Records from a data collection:
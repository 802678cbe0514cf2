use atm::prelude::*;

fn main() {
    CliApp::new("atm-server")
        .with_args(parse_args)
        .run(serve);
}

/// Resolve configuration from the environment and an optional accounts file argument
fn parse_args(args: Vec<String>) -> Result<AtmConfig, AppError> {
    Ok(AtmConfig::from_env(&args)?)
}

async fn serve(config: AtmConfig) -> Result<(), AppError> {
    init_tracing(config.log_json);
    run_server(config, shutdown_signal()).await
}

---

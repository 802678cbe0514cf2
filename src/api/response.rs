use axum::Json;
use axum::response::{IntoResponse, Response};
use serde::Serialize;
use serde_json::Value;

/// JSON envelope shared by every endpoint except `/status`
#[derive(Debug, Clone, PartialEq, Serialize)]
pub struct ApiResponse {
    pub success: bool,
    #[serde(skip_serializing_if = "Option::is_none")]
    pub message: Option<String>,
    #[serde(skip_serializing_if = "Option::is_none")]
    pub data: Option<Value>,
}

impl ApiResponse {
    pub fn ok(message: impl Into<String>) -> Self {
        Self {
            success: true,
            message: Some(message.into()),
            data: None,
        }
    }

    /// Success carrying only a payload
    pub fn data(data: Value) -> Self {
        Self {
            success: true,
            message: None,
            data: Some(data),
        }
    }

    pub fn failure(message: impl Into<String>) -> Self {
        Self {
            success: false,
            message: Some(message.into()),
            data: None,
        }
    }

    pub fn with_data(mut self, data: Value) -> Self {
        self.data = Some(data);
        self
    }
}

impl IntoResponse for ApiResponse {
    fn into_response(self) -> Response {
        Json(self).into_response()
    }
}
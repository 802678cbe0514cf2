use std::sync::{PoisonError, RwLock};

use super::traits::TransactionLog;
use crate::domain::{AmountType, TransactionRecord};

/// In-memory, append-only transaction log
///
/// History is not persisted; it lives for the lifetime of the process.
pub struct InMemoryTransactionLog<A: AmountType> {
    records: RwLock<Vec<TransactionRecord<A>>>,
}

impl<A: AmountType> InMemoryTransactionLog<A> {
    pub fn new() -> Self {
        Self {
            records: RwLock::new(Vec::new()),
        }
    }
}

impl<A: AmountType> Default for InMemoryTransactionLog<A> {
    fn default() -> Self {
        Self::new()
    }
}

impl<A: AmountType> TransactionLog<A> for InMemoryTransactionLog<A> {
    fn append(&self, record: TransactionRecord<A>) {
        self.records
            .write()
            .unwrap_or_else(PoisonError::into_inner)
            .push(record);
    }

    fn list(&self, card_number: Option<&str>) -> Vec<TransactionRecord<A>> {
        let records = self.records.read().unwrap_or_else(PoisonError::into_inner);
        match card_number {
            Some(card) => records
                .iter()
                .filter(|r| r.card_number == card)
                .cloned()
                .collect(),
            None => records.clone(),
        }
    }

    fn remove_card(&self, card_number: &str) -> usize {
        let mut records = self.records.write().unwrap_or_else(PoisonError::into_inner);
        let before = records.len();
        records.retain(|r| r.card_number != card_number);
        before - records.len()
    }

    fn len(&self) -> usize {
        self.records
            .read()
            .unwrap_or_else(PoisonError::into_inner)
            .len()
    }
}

Exercise prompt: Search the records for the word "TransactionRecord". Copy each line where it appears.

Answer box:
use crate::domain::{AmountType, TransactionRecord};
    records: RwLock<Vec<TransactionRecord<A>>>,
    fn append(&self, record: TransactionRecord<A>) {
    fn list(&self, card_number: Option<&str>) -> Vec<TransactionRecord<A>> {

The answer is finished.